La violoniste Maria Michelson est revenue sur l’île de Kihnu après ses études universitaires et, maintenant, elle en transmet l’héritage musical aux enfants. Alessandro Rampazzo/AFP

Depuis des siècles, sur une petite île de la mer Baltique couverte de forêts, des femmes portant foulards et jupes à raies rouges cultivent la terre, gardent le phare, président des cérémonies religieuses et se déguisent en père Noël. Les hommes de l’île de Kihnu, à 10 kilomètres des côtes estoniennes, prennent le large pendant des semaines et des mois, laissant aux femmes le soin d’animer ce que l’on considère comme l’une des dernières sociétés matriarcales du globe. Mais ce mode de vie coutumier de Kihnu est menacé. Les difficultés économiques poussent de plus en plus d’insulaires à partir à la recherche d’un emploi ailleurs.

« Autour de chaque table de cuisine, chaque jour, nous discutons de notre survie », déclare Mare Matas, guide et protectrice de l’héritage de Kihnu. La vie à Kihnu s’articule toujours autour d’anciennes traditions et chansons populaires, une culture unique classée au « patrimoine oral et immatériel de l’Unesco ». « Nous allons la perdre si les gens ne vivent plus ici », s’inquiète Mme Matas. Bien que 686 résidents y soient enregistrés, seulement 300 y restent à l’année, soit moitié moins qu’avant 2008. L’île de 16 km2 compte seulement quelques routes pavées, deux petits magasins d’alimentation, un musée, une église et une petite école qui n’accueille plus que 36 élèves, contre une centaine il y a quelques années. Outre la pêche, devenue peu avantageuse avec la raréfaction des poissons, l’autre moyen de subsistance traditionnel, le tricot et le tissage, n’est plus viable sur le plan commercial, explique Mare Matas. De nombreux habitants sont ainsi partis à la recherche de travail en Norvège ou en Finlande.

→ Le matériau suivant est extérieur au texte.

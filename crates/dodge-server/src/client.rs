use dodge_lib::net::connection::{self, ConnectionRx, ConnectionTx};
use dodge_lib::net::{Message, ProtocolError, RoomMessage};
use dodge_lib::{PlayerId, RoomCode};
use tokio::net::TcpStream;
use tokio::select;
use tokio::sync::{broadcast, mpsc};
use tokio::task::JoinHandle;
use tracing::instrument;

use crate::room::room_handle::RoomHandle;
use crate::room::{RoomError, RoomEvent};
use crate::state::{OwnedId, ServerState};

/// Take a socket for a newly connected client and begin serving it.
pub async fn handle_new_connection(state: ServerState, socket: TcpStream) {
    let client = match ConnectingClient::new(state, socket).handshake().await {
        Some(c) => c,
        None => return,
    };
    client.run().await;
}

/// Represents a client who just connected and still needs to enter a room.
struct ConnectingClient {
    state: ServerState,
    player_id: OwnedId<PlayerId>,
    conn_tx: ConnectionTx,
    conn_rx: ConnectionRx,
}

impl ConnectingClient {
    fn new(state: ServerState, socket: TcpStream) -> Self {
        let player_id = state.add_player();
        let (conn_tx, conn_rx) = connection::from_socket(socket);
        Self {
            state,
            player_id,
            conn_tx,
            conn_rx,
        }
    }

    async fn handshake(mut self) -> Option<PlayerClient> {
        match self.try_handshake().await {
            Ok(joined) => Some(PlayerClient::from_connecting(self, joined)),
            Err(error) => {
                tracing::error!(%error);
                let _ = self.conn_tx.write_frame(Message::Error { error }).await;
                None
            }
        }
    }

    async fn try_handshake(&mut self) -> Result<JoinedRoom, ProtocolError> {
        let version = match self.conn_rx.read_frame().await? {
            Some(Message::Version { version }) => version,
            Some(_) => return Err(ProtocolError::InvalidMessage),
            None => return Err(ProtocolError::Disconnected),
        };

        if version != crate::VERSION {
            return Err(ProtocolError::VersionMismatch(
                version,
                crate::VERSION.to_owned(),
            ));
        }

        // Inform player of their PlayerId
        self.conn_tx
            .write_frame(Message::ConnectionAccept {
                player_id: *self.player_id,
            })
            .await?;
        tracing::info!("New connection for player id {} opened", self.player_id);

        match self.conn_rx.read_frame().await? {
            Some(Message::CreateRoom { player_name }) => self.create_room(player_name).await,
            Some(Message::JoinRoom { code, player_name }) => {
                self.join_room(code, player_name).await
            }
            Some(_) => Err(ProtocolError::InvalidMessage),
            None => Err(ProtocolError::Disconnected),
        }
    }

    async fn create_room(&mut self, player_name: String) -> Result<JoinedRoom, ProtocolError> {
        let (code, room_handle) = self.state.open_room(*self.player_id)?;
        let (player, room, events) = room_handle.join(player_name).await?;

        self.conn_tx
            .write_frame(Message::RoomCreated { code, player, room })
            .await?;
        Ok(JoinedRoom {
            room_handle,
            events,
        })
    }

    async fn join_room(
        &mut self,
        code: RoomCode,
        player_name: String,
    ) -> Result<JoinedRoom, ProtocolError> {
        let room_handle = self
            .state
            .get_room_handle_provider(code)?
            .into_handle(*self.player_id)?;
        let (player, room, events) = room_handle.join(player_name).await?;

        self.conn_tx
            .write_frame(Message::RoomJoined { player, room })
            .await?;
        Ok(JoinedRoom {
            room_handle,
            events,
        })
    }
}

/// The pieces of a room membership produced by the handshake. Returned out of
/// `try_handshake` since the caller needs to retain ownership of `self` for
/// error reporting to the client.
struct JoinedRoom {
    room_handle: RoomHandle,
    events: broadcast::Receiver<RoomEvent>,
}

/// Feeds every frame destined for one client into its socket: room events and
/// direct replies. Relayed state carries the id of the member it came from,
/// which this client's copy is filtered on so nobody hears their own echo.
async fn send_task(
    player_id: PlayerId,
    mut conn_tx: ConnectionTx,
    mut room_rx: broadcast::Receiver<RoomEvent>,
    mut local_rx: mpsc::Receiver<Message>,
) {
    loop {
        let m = select! {
            Ok(event) = room_rx.recv() => {
                if event.origin == Some(player_id) {
                    continue;
                }
                event.message
            }
            Some(m) = local_rx.recv() => m,
            else => return,
        };

        if conn_tx.write_frame(m).await.is_err() {
            return;
        }
    }
}

/// Used to represent a client who is a member of a room.
struct PlayerClient {
    player_id: OwnedId<PlayerId>,
    conn_rx: ConnectionRx,
    local_tx: mpsc::Sender<Message>,
    task_handle: JoinHandle<()>,
    room_handle: RoomHandle,
}

impl PlayerClient {
    fn from_connecting(client: ConnectingClient, joined: JoinedRoom) -> Self {
        let (tx, rx) = mpsc::channel(64);
        let task_handle = tokio::spawn(send_task(
            *client.player_id,
            client.conn_tx,
            joined.events,
            rx,
        ));

        PlayerClient {
            player_id: client.player_id,
            conn_rx: client.conn_rx,
            local_tx: tx,
            task_handle,
            room_handle: joined.room_handle,
        }
    }

    /// Takes ownership of self to guarantee that client will be dropped when its
    /// message loop ends
    #[instrument(skip_all, fields(player_id = %self.player_id))]
    async fn run(mut self) {
        loop {
            let incoming = match self.conn_rx.read_frame().await {
                Ok(Some(Message::Room(RoomMessage::LeaveRoom))) => break,
                Ok(Some(Message::Room(x))) => x,
                Ok(Some(m)) => {
                    tracing::error!("Invalid message received: {m:?}");
                    let _ = self
                        .local_tx
                        .send(Message::Error {
                            error: ProtocolError::InvalidMessage,
                        })
                        .await;
                    continue;
                }
                Ok(None) => {
                    break;
                }
                Err(e) => {
                    tracing::error!("Error reading message, Closing connection\n{e:?}",);
                    break;
                }
            };

            tracing::debug!("Received message: {incoming:?}");
            match self.process(incoming).await {
                Ok(()) => (),
                Err(e) => {
                    tracing::error!("Encountered error processing message: {e:?}");
                    let _ = self
                        .local_tx
                        .send(Message::Error {
                            error: ProtocolError::Message(e.to_string()),
                        })
                        .await;
                }
            }
        }
        tracing::info!("Player disconnected");
    }

    async fn process(&mut self, msg: RoomMessage) -> Result<(), RoomError> {
        match msg {
            RoomMessage::SelectMode { mode } => self.room_handle.select_mode(mode).await,
            RoomMessage::ToggleReady => self.room_handle.toggle_ready().await,
            RoomMessage::StartGame => self.room_handle.start_game().await,
            RoomMessage::RestartGame => self.room_handle.restart_game().await,
            RoomMessage::Move { position } => {
                self.room_handle.move_to(position).await;
                Ok(())
            }
            RoomMessage::Died => {
                self.room_handle.report_death().await;
                Ok(())
            }
            RoomMessage::SpawnEnemy { enemy } => {
                self.room_handle.spawn_enemy(enemy).await;
                Ok(())
            }
            // The read loop ends the session on LeaveRoom before dispatching here
            RoomMessage::LeaveRoom => Ok(()),
            // Everything else is a server-to-client event echoed back by a
            // confused client
            _ => Err(RoomError::InvalidAction(*self.player_id)),
        }
    }
}

impl Drop for PlayerClient {
    fn drop(&mut self) {
        self.task_handle.abort();
        // room_handle and player_id take care of removing the player from
        // their room and the server when dropped
    }
}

Lors de leur matinée-café hebdomadaire, douze dames âgées de Kihnu échangent nouvelles, ragots et souvenirs, autour d’une table de harengs salés, biscuits et chocolats. On parle des hommes qui ont fait le choix de rester sur l’île et sont beaucoup plus nombreux aujourd’hui à s’attaquer aux travaux autrefois réservés aux femmes. « Oskar a été l’un des premiers à aller travailler dans les champs », se souvient Merasse Salme. On raconte sur l’île que Mme Salme, une forte personnalité matriarcale, avait insisté pour que son mari Oskar vienne travailler à la ferme avec elle, quand le couple était âgé de 25 ans. « Cela nous faisait rire de voir un homme travailler la terre », rappelle une dame. Et ce mode de vie si particulier attire les touristes : jusqu’à 30 000 visiteurs pendant l’été. Comme il n’y a ni hôtel ni restaurant, certains accueillent les visiteurs chez eux.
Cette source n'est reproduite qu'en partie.